- Directed by: Eric Daniel Metzgar
- Produced by: Ben Affleck Mikaela Beardsley Steven Cantor
- Starring: Nicholas D. Kristof
- Cinematography: Eric Daniel Metzgar
- Edited by: Eric Daniel Metzgar
- Music by: Eric Liebman
- Release date: January 16, 2009 (Sundance);
- Language: English

= Reporter (film) =

Reporter is a 2009 documentary film about the work of New York Times columnist Nicholas D. Kristof in the Democratic Republic of Congo. Executive produced by Ben Affleck and directed by Eric Daniel Metzgar, the HBO movie captures life in the war-ravaged African country and specifically focuses on the challenges faced by international correspondents in covering the region's crises.

==Production==
The documentary was filmed during the summer of 2007, when Kristof traveled to eastern Congo with Leana Wen, then an American medical student, and Will Okun, a high school teacher from Chicago.

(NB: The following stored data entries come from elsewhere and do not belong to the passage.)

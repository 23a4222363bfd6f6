//! Binding source port (interface).

use crate::domain::PortBinding;
use crate::error::Result;

/// Port for reading the current set of listening sockets.
///
/// Implementations handle platform-specific details (`/proc/net/tcp`, `lsof`).
/// Every call is a fresh read; nothing is cached between calls.
pub trait BindingSource: Send + Sync {
    /// Read all listening TCP sockets that could be attributed to a process.
    ///
    /// The order is the source order; sorting is the caller's concern.
    fn read_bindings(&self) -> impl std::future::Future<Output = Result<Vec<PortBinding>>> + Send;
}
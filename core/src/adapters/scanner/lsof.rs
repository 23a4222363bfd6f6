//! Port scanner for platforms without a readable kernel socket table (macOS).
//!
//! Shells out to `lsof` and parses its tabular output.

use std::io::ErrorKind;
use std::path::PathBuf;
use std::process::Stdio;

use tokio::process::Command;
use tracing::{debug, warn};

use crate::domain::{PortBinding, Transport};
use crate::error::{Error, Result};
use crate::ports::BindingSource;

use super::utils::parse_address;

/// Flags passed to lsof:
/// - -iTCP: Show only TCP sockets
/// - -sTCP:LISTEN: Show only listening sockets
/// - -n: Show IP addresses (don't resolve to hostnames)
/// - -P: Show port numbers (don't resolve to service names)
/// - +c 0: Show full command name (unlimited length)
const LSOF_ARGS: [&str; 6] = ["-iTCP", "-sTCP:LISTEN", "-n", "-P", "+c", "0"];

/// lsof exits with this code when nothing matched the selection.
const LSOF_NO_MATCHES: i32 = 1;

/// Columns: COMMAND PID USER FD TYPE DEVICE SIZE/OFF NODE NAME
const MIN_FIELDS: usize = 9;
const NAME_COLUMN: usize = 8;

/// lsof-backed scanner.
#[derive(Debug, Clone)]
pub struct LsofScanner {
    program: PathBuf,
}

impl LsofScanner {
    /// Create a scanner that runs `lsof` from `PATH`.
    pub fn new() -> Self {
        Self::with_program("lsof")
    }

    /// Create a scanner that runs a specific lsof binary.
    pub fn with_program(program: impl Into<PathBuf>) -> Self {
        Self {
            program: program.into(),
        }
    }
}

impl Default for LsofScanner {
    fn default() -> Self {
        Self::new()
    }
}

impl BindingSource for LsofScanner {
    async fn read_bindings(&self) -> Result<Vec<PortBinding>> {
        let output = Command::new(&self.program)
            .args(LSOF_ARGS)
            .stdout(Stdio::piped())
            .stderr(Stdio::piped())
            .output()
            .await
            .map_err(|e| match e.kind() {
                ErrorKind::NotFound => Error::SourceUnavailable(
                    "lsof not found. Install with: brew install lsof".to_string(),
                ),
                _ => Error::SourceUnavailable(format!("failed to run lsof: {}", e)),
            })?;

        if !output.status.success() {
            if output.status.code() != Some(LSOF_NO_MATCHES) {
                let stderr = String::from_utf8_lossy(&output.stderr);
                warn!(status = %output.status, "lsof failed");
                return Err(Error::SourceUnavailable(format!(
                    "lsof failed ({}): {}",
                    output.status,
                    stderr.trim()
                )));
            }
            if output.stdout.is_empty() {
                debug!("lsof reported no listening sockets");
                return Ok(Vec::new());
            }
        }

        let stdout = String::from_utf8_lossy(&output.stdout);
        Ok(parse_lsof_output(&stdout))
    }
}

/// Parse lsof output into bindings, in source order.
///
/// Expected lsof output format:
/// ```text
/// COMMAND    PID  USER   FD   TYPE             DEVICE SIZE/OFF NODE NAME
/// node     34805  code   19u  IPv6 0x3d8015e195af1f3f      0t0  TCP [::1]:3000 (LISTEN)
/// ```
///
/// Lines that cannot be decoded are skipped. Sockets are never deduplicated:
/// a process listening on both IPv4 and IPv6 yields two bindings.
pub(crate) fn parse_lsof_output(output: &str) -> Vec<PortBinding> {
    let mut bindings = Vec::new();

    // Skip header line
    for line in output.lines().skip(1) {
        let components: Vec<&str> = line.split_whitespace().collect();
        if components.len() < MIN_FIELDS {
            continue;
        }

        let process_name = unescape_command(components[0]);

        let pid: u32 = match components[1].parse() {
            Ok(p) if p > 0 => p,
            _ => continue,
        };

        let owner = components[2];

        let transport = if components[4] == "IPv6" {
            Transport::Tcp6
        } else {
            Transport::Tcp
        };

        // Search backwards for the NAME column: the last component with ":"
        // that isn't a device ID or an offset
        let name = components[NAME_COLUMN..]
            .iter()
            .rev()
            .find(|c| c.contains(':') && !c.starts_with("0x") && !c.starts_with("0t"));
        let Some(name) = name else {
            continue;
        };

        let Some((address, port)) = parse_address(name) else {
            continue;
        };

        bindings.push(PortBinding::new(
            port,
            pid,
            process_name,
            owner,
            transport,
            address,
        ));
    }

    bindings
}

/// lsof escapes unprintable bytes in command names.
fn unescape_command(raw: &str) -> String {
    raw.replace("\\x20", " ") // Space
        .replace("\\x2f", "/") // Slash
}
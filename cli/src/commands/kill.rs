//! Kill command - stop processes by port or PID.

use std::io::{self, BufRead, Write};
use std::process::ExitCode;

use anyhow::Result;
use tsunami_core::{KillOutcome, KillReport, KillRequest, KillService, KillTarget};

/// Output and prompting behaviour for a direct kill.
#[derive(Debug, Clone, Copy, Default)]
pub struct KillOptions {
    /// Skip confirmation prompts.
    pub force: bool,
    /// Print errors only.
    pub quiet: bool,
}

pub async fn ports(ports: &[u16], request: &KillRequest, options: KillOptions) -> Result<ExitCode> {
    let service = KillService::system();
    let report = service
        .kill_ports(ports, request, |target| options.force || confirm_target(target))
        .await;
    Ok(finish(&report, options))
}

pub async fn pids(pids: &[u32], request: &KillRequest, options: KillOptions) -> Result<ExitCode> {
    let service = KillService::system();
    let report = service
        .kill_pids(pids, request, |target| options.force || confirm_target(target))
        .await;
    Ok(finish(&report, options))
}

fn confirm_target(target: &KillTarget) -> bool {
    let stdin = io::stdin();
    confirm(&format!("Kill {}?", target), &mut stdin.lock(), &mut io::stdout())
}

/// Ask a yes/no question. Only `y` or `yes` (any case) accepts.
fn confirm(message: &str, input: &mut impl BufRead, output: &mut impl Write) -> bool {
    if write!(output, "{} [y/N] ", message)
        .and_then(|_| output.flush())
        .is_err()
    {
        return false;
    }

    let mut answer = String::new();
    match input.read_line(&mut answer) {
        Ok(_) => matches!(answer.trim().to_lowercase().as_str(), "y" | "yes"),
        Err(_) => false,
    }
}

/// Print the report and turn it into an exit status.
fn finish(report: &KillReport, options: KillOptions) -> ExitCode {
    for line in outcome_lines(report, options.quiet) {
        println!("{}", line);
    }
    for failure in &report.failures {
        eprintln!("Error: {}", failure);
    }

    if report.is_success() {
        ExitCode::SUCCESS
    } else {
        ExitCode::FAILURE
    }
}

fn outcome_lines(report: &KillReport, quiet: bool) -> Vec<String> {
    report
        .outcomes
        .iter()
        .filter_map(|outcome| match outcome {
            KillOutcome::Killed { target, .. } if !quiet => Some(format!("Killed {}", target)),
            KillOutcome::Planned { target, signal } => {
                Some(format!("Would kill: {} with signal {}", target, signal))
            }
            _ => None,
        })
        .collect()
}

#[cfg(test)]
mod tests {
    use super::*;
    use std::io::Cursor;
    use tsunami_core::{PortBinding, SignalKind, Termination, Transport};

    fn node() -> KillTarget {
        KillTarget::Binding(PortBinding::new(3000, 42, "node", "mike", Transport::Tcp, "*"))
    }

    #[test]
    fn test_confirm_answers() {
        for (answer, expected) in [
            ("y\n", true),
            ("yes\n", true),
            ("YES\n", true),
            (" Y \n", true),
            ("n\n", false),
            ("\n", false),
            ("", false),
            ("yep\n", false),
        ] {
            let mut output = Vec::new();
            let accepted = confirm("Kill PID 1?", &mut Cursor::new(answer), &mut output);
            assert_eq!(accepted, expected, "{answer:?}");
            assert_eq!(String::from_utf8(output).unwrap(), "Kill PID 1? [y/N] ");
        }
    }

    #[test]
    fn test_outcome_lines() {
        let report = KillReport {
            outcomes: vec![
                KillOutcome::Killed {
                    target: node(),
                    termination: Termination::Exited,
                },
                KillOutcome::Killed {
                    target: KillTarget::Pid(7),
                    termination: Termination::Signalled(SignalKind::Kill),
                },
                KillOutcome::Skipped {
                    target: KillTarget::Pid(8),
                },
                KillOutcome::Planned {
                    target: node(),
                    signal: SignalKind::Terminate,
                },
            ],
            failures: vec![],
        };

        assert_eq!(
            outcome_lines(&report, false),
            vec![
                "Killed node (PID 42) on port 3000",
                "Killed PID 7",
                "Would kill: node (PID 42) on port 3000 with signal TERM",
            ]
        );

        // Quiet keeps the dry-run plan
        assert_eq!(
            outcome_lines(&report, true),
            vec!["Would kill: node (PID 42) on port 3000 with signal TERM"]
        );
    }
}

Wen and Okun were chosen to travel with Kristof as winners of the Second Annual Win A Trip with Nick Kristof contest, held in 2007 by The New York Times.

==Release==
Reporter premiered at the 2009 Sundance Film Festival and aired on HBO on February 18, 2010.

==Reception==
In reviewing the film, Entertainment Weekly wrote: "In Reporter, he's a compelling figure, a cross between Mother Teresa and the James Woods character in Salvador, and what seals the intensity of his job is the danger." The Washington Post observed, "Ideally, [Kristof] hopes to teach his companions, who won a contest to travel with him, about the value of witnessing the world's atrocities and scintillating them into stories that will call on people to act."

Reporter was nominated for the Grand Jury Prize at the 2009 Sundance Film Festival.